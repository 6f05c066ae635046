use std::io;

use thiserror::Error;

/// Errors surfaced by [`Server`](crate::Server) and
/// [`RunningServer`](crate::RunningServer).
///
/// Client address resolution and protocol routing have no failure path and
/// never produce one of these.
#[derive(Debug, Error)]
pub enum ServerError {
    #[error("invalid configuration: {0}")]
    Config(String),

    #[error("failed to bind listener: {0}")]
    Bind(#[source] io::Error),

    #[error("server stopped unexpectedly: {0}")]
    Serve(#[source] io::Error),

    /// The shutdown deadline passed before in-flight calls finished. The
    /// server is still running; call [`RunningServer::abort`](crate::RunningServer::abort)
    /// to force it down.
    #[error("graceful shutdown did not finish before the deadline")]
    ShutdownTimeout,

    #[error("server task failed: {0}")]
    Join(#[from] tokio::task::JoinError),

    #[error("failed to initialize telemetry: {0}")]
    Telemetry(String),
}
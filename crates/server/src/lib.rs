//! # gear-server
//!
//! Serve gRPC and HTTP/JSON on a single port behind a reverse proxy, built on
//! top of [poem](https://docs.rs/poem) and [poem-grpc](https://docs.rs/poem-grpc).
//!
//! ## Key Components
//!
//! - [`Server`] — Owns one listener and dispatches each request to the gRPC
//!   services or the HTTP/JSON gateway, with tracing and metrics middleware.
//! - [`RealIp`] / [`ClientIp`] — Resolves the real client address from
//!   `X-Forwarded-For` or the transport peer and hands it to handlers.
//! - [`HandlerFactory`] — The protocol routing strategy, with
//!   [`default_handler`] and the CORS-enabled [`cors_handler`].
//!
//! ## Quick Start
//!
//! ```rust,no_run
//! use gear_server::{cors_handler, Server, ServerConfig};
//!
//! #[tokio::main]
//! async fn main() -> Result<(), gear_server::ServerError> {
//!     let config = ServerConfig {
//!         handler_factory: std::sync::Arc::new(cors_handler),
//!         ..ServerConfig::from_env()?
//!     };
//!     Server::new(config)
//!         // .add_service(my_grpc_service)
//!         .serve()
//!         .await
//! }
//! ```

/// Middleware installed by [`Server`] around both protocol branches.
///
/// - [`middlewares::RequestLog`] — Logs incoming requests through `tracing`.
/// - [`middlewares::RequestDuration`] — Prometheus request duration histogram,
///   exposed by [`middlewares::metrics_endpoint`].
pub mod middlewares;

mod client_ip;
mod cors;
mod drain;
mod error;
mod gateway;
mod request_ext;
mod router;
mod server;
mod telemetry;

pub use client_ip::{resolve, ClientIp, RealIp, RealIpEndpoint, X_FORWARDED_FOR};
pub use cors::{cors_handler, AllowOrigin, Cors, HandlerOptions};
pub use error::ServerError;
pub use gateway::JsonOptions;
pub use request_ext::ClientIpExt;
pub use router::{
    default_handler, is_grpc_request, BoxHandler, GrpcHttpRouter, HandlerFactory,
    GRPC_CONTENT_TYPE,
};
pub use server::{RunningServer, Server, ServerConfig};
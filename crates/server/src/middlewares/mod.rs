//! Server-side middleware installed by [`Server`](crate::Server).

mod request_duration;
mod request_log;

pub use request_duration::{metrics_endpoint, RequestDuration, RequestDurationEndpoint};
pub use request_log::{RequestLog, RequestLogEndpoint};
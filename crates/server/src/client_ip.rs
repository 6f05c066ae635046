use std::{
    fmt,
    net::{IpAddr, SocketAddr},
};

use poem::{
    http::{HeaderMap, StatusCode},
    Endpoint, Error, FromRequest, Middleware, Request, RequestBody, Result,
};

/// Header appended by reverse proxies, listing the client and every hop.
pub const X_FORWARDED_FOR: &str = "x-forwarded-for";

/// The best-effort address of the client that originated a request.
///
/// Resolution never fails: when neither the forwarded-address header nor the
/// transport peer yields an address, the value is [`ClientIp::UNKNOWN`]. That
/// sentinel is distinct from "not resolved at all", which accessors report as
/// `None` (see [`ClientIpExt`](crate::ClientIpExt)).
///
/// Handlers can take it as a parameter once [`RealIp`] is installed:
///
/// ```rust,ignore
/// #[poem::handler]
/// fn whoami(ip: gear_server::ClientIp) -> String {
///     ip.to_string()
/// }
/// ```
#[derive(Debug, Clone, Copy, PartialEq, Eq, Hash, Default)]
pub struct ClientIp(Option<IpAddr>);

impl ClientIp {
    /// No address could be determined for the request.
    pub const UNKNOWN: ClientIp = ClientIp(None);

    /// Wraps a known address.
    pub fn new(addr: IpAddr) -> Self {
        Self(Some(addr))
    }

    /// Returns the address, or `None` for [`ClientIp::UNKNOWN`].
    #[inline]
    pub fn addr(&self) -> Option<IpAddr> {
        self.0
    }

    #[inline]
    pub fn is_unknown(&self) -> bool {
        self.0.is_none()
    }
}

impl From<IpAddr> for ClientIp {
    fn from(addr: IpAddr) -> Self {
        Self::new(addr)
    }
}

impl fmt::Display for ClientIp {
    fn fmt(&self, f: &mut fmt::Formatter<'_>) -> fmt::Result {
        match self.0 {
            Some(addr) => fmt::Display::fmt(&addr, f),
            None => f.write_str("unknown"),
        }
    }
}

impl<'a> FromRequest<'a> for ClientIp {
    async fn from_request(req: &'a Request, _body: &mut RequestBody) -> Result<Self> {
        req.extensions().get::<ClientIp>().copied().ok_or_else(|| {
            Error::from_string(
                "client ip was not resolved, the `RealIp` middleware is not installed",
                StatusCode::INTERNAL_SERVER_ERROR,
            )
        })
    }
}

/// Resolves the client address from request headers and the transport peer.
///
/// The first token of the first `X-Forwarded-For` value wins when it parses
/// as an IPv4 or IPv6 address. Later tokens are never consulted. Otherwise
/// the peer address is used with its port discarded, and failing that the
/// result is [`ClientIp::UNKNOWN`].
///
/// The forwarded header is trusted as-is: a proxy that sanitizes it must sit
/// in front of the server.
pub fn resolve(headers: &HeaderMap, peer: Option<&SocketAddr>) -> ClientIp {
    headers
        .get(X_FORWARDED_FOR)
        .and_then(|value| value.to_str().ok())
        .and_then(first_forwarded_ip)
        .or_else(|| peer.map(SocketAddr::ip))
        .map(ClientIp::new)
        .unwrap_or(ClientIp::UNKNOWN)
}

fn first_forwarded_ip(value: &str) -> Option<IpAddr> {
    let first = value.split(',').next()?.trim();
    parse_ip(first)
}

fn parse_ip(token: &str) -> Option<IpAddr> {
    if let Ok(addr) = token.parse() {
        return Some(addr);
    }

    // IPv6 scoped addresses, e.g. `fe80::1%eth0`. The zone is dropped.
    match token.split_once('%') {
        Some((addr, zone)) if !zone.is_empty() => addr.parse().ok().filter(IpAddr::is_ipv6),
        _ => None,
    }
}

/// Middleware that resolves the [`ClientIp`] of every request and stores it in
/// the request extensions, where gRPC and HTTP handlers can read it.
///
/// Installed by [`Server`](crate::Server) around both protocol branches.
#[derive(Debug, Default, Clone, Copy)]
pub struct RealIp;

impl<E: Endpoint> Middleware<E> for RealIp {
    type Output = RealIpEndpoint<E>;

    fn transform(&self, ep: E) -> Self::Output {
        RealIpEndpoint { inner: ep }
    }
}

/// The endpoint wrapper produced by [`RealIp`].
pub struct RealIpEndpoint<E> {
    inner: E,
}

impl<E: Endpoint> Endpoint for RealIpEndpoint<E> {
    type Output = E::Output;

    async fn call(&self, mut req: Request) -> Result<Self::Output> {
        let client_ip = resolve(req.headers(), req.remote_addr().as_socket_addr());
        req.extensions_mut().insert(client_ip);
        self.inner.call(req).await
    }
}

Exercise: For each line above that carries the word "RunningServer", copy it out.

Solution to the exercise:
/// [`RunningServer`](crate::RunningServer).
    /// server is still running; call [`RunningServer::abort`](crate::RunningServer::abort)
pub use server::{RunningServer, Server, ServerConfig};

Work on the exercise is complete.